When I was 10 years old, a large part of our school’s fifth grade graduation ceremony involved singing songs. I will admit to not remembering very much from that day, but one memory which has stayed with me to this day is our rendition of Whitney Houston’s “The Greatest Love of All.” The song has very much remained one of my favorites because it sends so many important messages.
The song’s main messages include the importance of having dignity and self-respect. If you want your life to have meaning, start by making sure you stand for something regardless of the challenges this may require. Developing and practicing dignity and self-respect is the foundation upon which everything else is built upon, including your career.
In the field of project management, resting all your techniques and methodologies upon a foundation of dignity and self-respect will give you and everyone around you tremendous trust and confidence.
Here are 12 ways to kick-start your quest for dignity and self-respect at the project workplace:
1. Put the client’s interests ahead of your own. You are where you are because the client needs you. Strive to deliver more value than expected. You will be rewarded for it down the road.
2. Be honest. Stay independent and have the courage to tell the truth as you see it regardless of the popularity of your views or the effect on your fees.
3. Build integrity into sustainability practices. Your role impacts people’s lives. Be conscious about the effect your decisions have on the people around you and align your decisions closely to what you believe is right. Uphold integrity and show respect to customs, cultures and deadlines. Start your project plan with a self-assessment survey.
- Know the marketplace in which you are operating.
- Set clear expectations for ethical behavior.
- Hold employees consistently accountable at all levels.
- Continually assess stakeholders.
- Do the right thing, especially when nobody is watching.
4. Forget about the Joneses. Don’t get caught up worrying about how you will impress. Concentrate on being yourself and let your work ethic, solid planning and execution skills do the impressing for you. Everything else will take care of itself.
5. Provide Opportunity. Give everyone the opportunity to add value as individual leaders amongst a group of leaders. Acknowledge hard work. Be a believer in the power of teamwork.
6. Learn to handle criticism. Although it is human nature to be emotional, allowing emotions to rule a project is usually a recipe for disaster. Rely on facts and don’t take criticism personally. Because most criticism is meant constructively, take the opportunity to instead reflect and learn from it. Then move on.
7. Keep up time. Respond to emails on time and show respect for requisitions, help or clarification requests. If you cannot respond in a timely fashion, acknowledge receipt of the communication and prioritize your responses as quickly as possible.

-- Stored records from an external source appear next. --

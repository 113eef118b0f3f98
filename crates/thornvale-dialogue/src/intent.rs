//! Intent selection from the desire profile

use thornvale_mind::desire::{
    DesireProfile, COMPANIONSHIP, HUNGER, SAFETY, TASK_COMPLETION,
};

#[derive(Clone, Copy, Debug, PartialEq, Eq)]
pub enum IntentKind {
    SeekingFood,
    SeekingConnection,
    SeekingSafety,
    FocusedOnGoal,
    Neutral,
}

impl IntentKind {
    pub fn as_str(&self) -> &'static str {
        match self {
            IntentKind::SeekingFood => "seeking_food",
            IntentKind::SeekingConnection => "seeking_connection",
            IntentKind::SeekingSafety => "seeking_safety",
            IntentKind::FocusedOnGoal => "focused_on_goal",
            IntentKind::Neutral => "neutral",
        }
    }
}

#[derive(Clone, Copy, Debug, PartialEq, Eq)]
pub struct Intent {
    pub kind: IntentKind,
    /// Human-readable descriptor woven into the prompt's current-state line.
    pub descriptor: &'static str,
}

impl Intent {
    fn new(kind: IntentKind, descriptor: &'static str) -> Self {
        Self { kind, descriptor }
    }
}

/// Inspect the highest-value need and map it through fixed thresholds.
pub fn select_intent(profile: &DesireProfile) -> Intent {
    let Some((name, need)) = profile.top_need() else {
        return Intent::new(IntentKind::Neutral, "going about their day");
    };

    match name {
        HUNGER if need.value > 70.0 => Intent::new(
            IntentKind::SeekingFood,
            "distracted by hunger, thinking about their next meal",
        ),
        COMPANIONSHIP if need.value > 60.0 => Intent::new(
            IntentKind::SeekingConnection,
            "lonely and eager for company",
        ),
        SAFETY if need.value > 50.0 => Intent::new(
            IntentKind::SeekingSafety,
            "on edge, watching for danger",
        ),
        TASK_COMPLETION if need.value > 60.0 => Intent::new(
            IntentKind::FocusedOnGoal,
            "preoccupied with an unfinished task",
        ),
        _ => Intent::new(IntentKind::Neutral, "going about their day"),
    }
}
//! Error types for Thornvale

use thiserror::Error;

#[derive(Error, Debug)]
pub enum Error {
    #[error("malformed request: {0}")]
    MalformedRequest(String),

    #[error("queue full: {priority}")]
    QueueFull { priority: String },

    #[error("transport error: {0}")]
    Transport(String),

    #[error("config error: {0}")]
    ConfigError(String),

    #[error("io error: {0}")]
    IoError(#[from] std::io::Error),

    #[error("json error: {0}")]
    JsonError(#[from] serde_json::Error),

    #[error("internal error: {0}")]
    Internal(String),
}

pub type Result<T> = std::result::Result<T, Error>;

impl Error {
    pub fn malformed(reason: impl Into<String>) -> Self {
        Self::MalformedRequest(reason.into())
    }

    pub fn transport(reason: impl Into<String>) -> Self {
        Self::Transport(reason.into())
    }

    pub fn config(reason: impl Into<String>) -> Self {
        Self::ConfigError(reason.into())
    }
}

8. Resist gossip. Gossip is a bi-product of human nature and running into it is usually unavoidable in the workplace. But you can most certainly avoid engaging in it. It is not productive and is rarely ever helpful. It can cause issues where there are none. There is a right and wrong way to network and obtain information –via gossip is the wrong way.
9. Define the line between personal and business relationships. Resist the temptation of having personal relationships at the workplace. They can affect your performance, impair your judgment and create an uncomfortable environment for everyone around you. Know your limits, draw your line and be professional at corporate outings and events. If you work a lot more than you live and feel the workplace is the only platform available for you to have a personal life, consider restructuring your priorities.

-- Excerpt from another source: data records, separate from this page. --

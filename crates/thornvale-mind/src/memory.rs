//! Memory engine - decay, corruption, consolidation, retrieval
//!
//! Memories decay daily toward a clarity floor, consolidate when recent and
//! emotionally heavy, and corrupt probabilistically when accessed at low
//! clarity. The daily schedulers live outside the core; these are the pure
//! functions they invoke.

use crate::emotion::EmotionProfile;
use chrono::{DateTime, Utc};
use rand::Rng;
use serde::{Deserialize, Serialize};
use std::collections::BTreeSet;
use thornvale_core::EntityId;

/// Base clarity loss per day before emotional weighting.
const BASE_DECAY_RATE: f64 = 0.001;
/// Clarity never decays below this floor.
const CLARITY_FLOOR: f64 = 0.1;
/// Corruption probability per access is this factor times (1 - clarity).
const CORRUPTION_FACTOR: f64 = 0.05;
/// Consolidation considers memories from the last day.
const CONSOLIDATION_WINDOW_HOURS: i64 = 24;
/// Only emotionally heavy memories consolidate.
const CONSOLIDATION_WEIGHT_GATE: f64 = 0.6;
/// Retention score below which a memory may be evicted.
const RETENTION_FLOOR: f64 = 0.15;
/// Emotion-congruent recall threshold.
const SIMILARITY_GATE: f64 = 0.6;
/// Congruent recall returns at most this many memories.
const RECALL_LIMIT: usize = 5;

#[derive(Clone, Copy, Debug, PartialEq, Eq, Serialize, Deserialize)]
#[serde(rename_all = "lowercase")]
pub enum MemoryKind {
    Observation,
    Conversation,
    Event,
    Relationship,
}

impl MemoryKind {
    pub fn as_str(&self) -> &'static str {
        match self {
            MemoryKind::Observation => "observation",
            MemoryKind::Conversation => "conversation",
            MemoryKind::Event => "event",
            MemoryKind::Relationship => "relationship",
        }
    }
}

/// What a memory is about. The serde tag is the persisted discriminator and
/// must round-trip through the document store.
#[derive(Clone, Debug, PartialEq, Serialize, Deserialize)]
#[serde(tag = "type", rename_all = "snake_case")]
pub enum MemoryContent {
    Observation {
        x: f64,
        y: f64,
        description: String,
    },
    Conversation {
        participant: EntityId,
        heard: String,
        spoken: String,
        outcome: String,
        topic: String,
    },
    Event {
        description: String,
    },
    Relationship {
        target: EntityId,
        affinity_shift: f64,
    },
}

impl MemoryContent {
    pub fn kind(&self) -> MemoryKind {
        match self {
            MemoryContent::Observation { .. } => MemoryKind::Observation,
            MemoryContent::Conversation { .. } => MemoryKind::Conversation,
            MemoryContent::Event { .. } => MemoryKind::Event,
            MemoryContent::Relationship { .. } => MemoryKind::Relationship,
        }
    }
}

#[derive(Clone, Debug, PartialEq, Serialize, Deserialize)]
pub struct Memory {
    pub id: EntityId,
    pub owner: EntityId,
    pub timestamp: DateTime<Utc>,
    pub clarity: f64,
    pub emotional_weight: f64,
    pub dominant_emotion: String,
    pub emotions: EmotionProfile,
    pub access_count: u32,
    pub last_accessed: DateTime<Utc>,
    pub content: MemoryContent,
    /// Set exactly once, on first corruption.
    pub original_content: Option<MemoryContent>,
    pub corrupted: bool,
    pub tags: BTreeSet<String>,
    pub related: BTreeSet<EntityId>,
}

impl Memory {
    pub fn new(
        owner: EntityId,
        content: MemoryContent,
        emotions: EmotionProfile,
        emotional_weight: f64,
        now: DateTime<Utc>,
    ) -> Self {
        let dominant_emotion = emotions
            .dominant()
            .map(|(name, _)| name.to_string())
            .unwrap_or_else(|| "neutral".to_string());
        Self {
            id: EntityId::new(),
            owner,
            timestamp: now,
            clarity: 1.0,
            emotional_weight: emotional_weight.clamp(0.0, 1.0),
            dominant_emotion,
            emotions,
            access_count: 0,
            last_accessed: now,
            content,
            original_content: None,
            corrupted: false,
            tags: BTreeSet::new(),
            related: BTreeSet::new(),
        }
    }

    pub fn with_tags<I, S>(mut self, tags: I) -> Self
    where
        I: IntoIterator<Item = S>,
        S: Into<String>,
    {
        self.tags = tags.into_iter().map(Into::into).collect();
        self
    }

    pub fn kind(&self) -> MemoryKind {
        self.content.kind()
    }

    fn age_days(&self, now: DateTime<Utc>) -> f64 {
        ((now - self.timestamp).num_seconds().max(0) as f64) / 86_400.0
    }

    fn recency(&self, now: DateTime<Utc>) -> f64 {
        (1.0 - self.age_days(now) / 365.0).max(0.0)
    }

    fn access_norm(&self) -> f64 {
        (f64::from(self.access_count) / 10.0).min(1.0)
    }

    /// Clarity after decay to `now`. Emotional weight slows decay, rehearsal
    /// (access count) slows it further, and the floor holds at 0.1.
    pub fn calculate_current_clarity(&self, now: DateTime<Utc>) -> f64 {
        let effective_rate = BASE_DECAY_RATE * (1.0 - 0.5 * self.emotional_weight);
        let rehearsal_bonus = (f64::from(self.access_count) / 20.0).min(0.5);
        let total_decay = effective_rate * self.age_days(now) * (1.0 - rehearsal_bonus);
        (self.clarity * (1.0 - total_decay)).max(CLARITY_FLOOR)
    }

    /// The daily decay pass: fold accumulated decay into stored clarity.
    pub fn apply_decay(&mut self, now: DateTime<Utc>) {
        self.clarity = self.calculate_current_clarity(now);
    }

    pub fn record_access(&mut self, now: DateTime<Utc>) {
        self.access_count = self.access_count.saturating_add(1);
        self.last_accessed = now;
    }

    /// Roll for corruption on access. Returns whether the memory corrupted
    /// this call. Already-corrupted memories never re-roll.
    pub fn check_and_corrupt<R: Rng>(&mut self, rng: &mut R) -> bool {
        if self.corrupted || self.clarity >= 1.0 {
            return false;
        }
        if rng.gen::<f64>() >= CORRUPTION_FACTOR * (1.0 - self.clarity) {
            return false;
        }

        self.original_content = Some(self.content.clone());
        match &mut self.content {
            MemoryContent::Observation { x, y, description } => {
                if rng.gen_bool(0.5) {
                    *x += rng.gen_range(-5.0..=5.0);
                    *y += rng.gen_range(-5.0..=5.0);
                } else {
                    *description =
                        "Something happened there, though the details have gone soft.".to_string();
                }
            }
            MemoryContent::Conversation { outcome, .. } => {
                if rng.gen_bool(0.5) {
                    *outcome = "uncertain".to_string();
                } else {
                    let shift = if rng.gen_bool(0.5) { 0.1 } else { -0.1 };
                    self.emotional_weight = (self.emotional_weight + shift).clamp(0.0, 1.0);
                }
            }
            MemoryContent::Event { description } => {
                *description = "The day blurred together with others like it.".to_string();
            }
            MemoryContent::Relationship { affinity_shift, .. } => {
                *affinity_shift += rng.gen_range(-10.0..=10.0);
            }
        }
        self.corrupted = true;
        true
    }

    /// Retrieval relevance against a tag query.
    pub fn relevance_score(&self, now: DateTime<Utc>, query_tags: &BTreeSet<String>) -> f64 {
        let context_match = if query_tags.is_empty() {
            0.0
        } else {
            let hits = self.tags.intersection(query_tags).count() as f64;
            hits / query_tags.len() as f64
        };
        0.3 * self.recency(now)
            + 0.4 * self.emotional_weight
            + 0.1 * self.access_norm()
            + 0.2 * context_match
    }

    /// Retention score; below the floor the memory is eligible for eviction.
    pub fn importance(&self, now: DateTime<Utc>) -> f64 {
        self.clarity * self.emotional_weight * (1.0 + self.recency(now) + self.access_norm())
    }

    pub fn is_evictable(&self, now: DateTime<Utc>) -> bool {
        self.importance(now) < RETENTION_FLOOR
    }
}

/// Boost clarity of recent, emotionally heavy memories. Runs after the daily
/// decay pass on the same schedule.
pub fn consolidate_memories(memories: &mut [Memory], now: DateTime<Utc>) {
    let window = chrono::Duration::hours(CONSOLIDATION_WINDOW_HOURS);
    for memory in memories.iter_mut() {
        if now - memory.timestamp <= window && memory.emotional_weight > CONSOLIDATION_WEIGHT_GATE {
            memory.clarity = (memory.clarity + 0.1 * memory.emotional_weight).min(1.0);
        }
    }
}

/// Tag-based retrieval: highest relevance first, up to `limit`.
pub fn recall_relevant<'a>(
    memories: &'a [Memory],
    now: DateTime<Utc>,
    query_tags: &BTreeSet<String>,
    limit: usize,
) -> Vec<&'a Memory> {
    let mut scored: Vec<(&Memory, f64)> = memories
        .iter()
        .map(|m| (m, m.relevance_score(now, query_tags)))
        .collect();
    scored.sort_by(|a, b| b.1.total_cmp(&a.1));
    scored.into_iter().take(limit).map(|(m, _)| m).collect()
}

/// Emotion-congruent recall: memories whose emotional shape matches the
/// current profile, ranked by similarity, importance, and recency.
pub fn recall_congruent<'a>(
    memories: &'a [Memory],
    current: &EmotionProfile,
    now: DateTime<Utc>,
) -> Vec<&'a Memory> {
    let mut scored: Vec<(&Memory, f64)> = memories
        .iter()
        .filter_map(|m| {
            let similarity = m.emotions.similarity(current);
            if similarity < SIMILARITY_GATE {
                return None;
            }
            let rank = 0.5 * similarity + 0.3 * m.importance(now) + 0.2 * m.recency(now);
            Some((m, rank))
        })
        .collect();
    scored.sort_by(|a, b| b.1.total_cmp(&a.1));
    scored.into_iter().take(RECALL_LIMIT).map(|(m, _)| m).collect()
}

10. Don’t be a slave to fashion, but do take care of yourself. Surely looks are not everything, but know that the way you handle them tells a lot more about you than you might imagine. There is no need to be a slave to fashion trends, but do mind your appearance. Dressing smart for the right occasion shows respect and gives self-confidence.
11. Forgive yourself and others. Mistakes happen. Recognize this, learn from it and plan for it. Forgiveness is not a weakness nor will it change the past, but it will most certainly change the future.
12. Be humble. The road to having self-respect is not through a bloated sense of pride. Remain humble through your success when you are praised for your work. Stephen Dorff once said, “I guess what I learned most was to feel lucky with what I have been able to accomplish and what I have and to feel humble about the people I have been able to work with.”
Demetrios Gianniris is Director of Project & Technology Management (PTM) at Eze Castle Integration. He is responsible for overseeing the daily administration and operations of the Project Management team, including project design development, construction management, professional services and information technology consulting. Follow Demetrios on Twitter at www.twitter.com/dgianniris.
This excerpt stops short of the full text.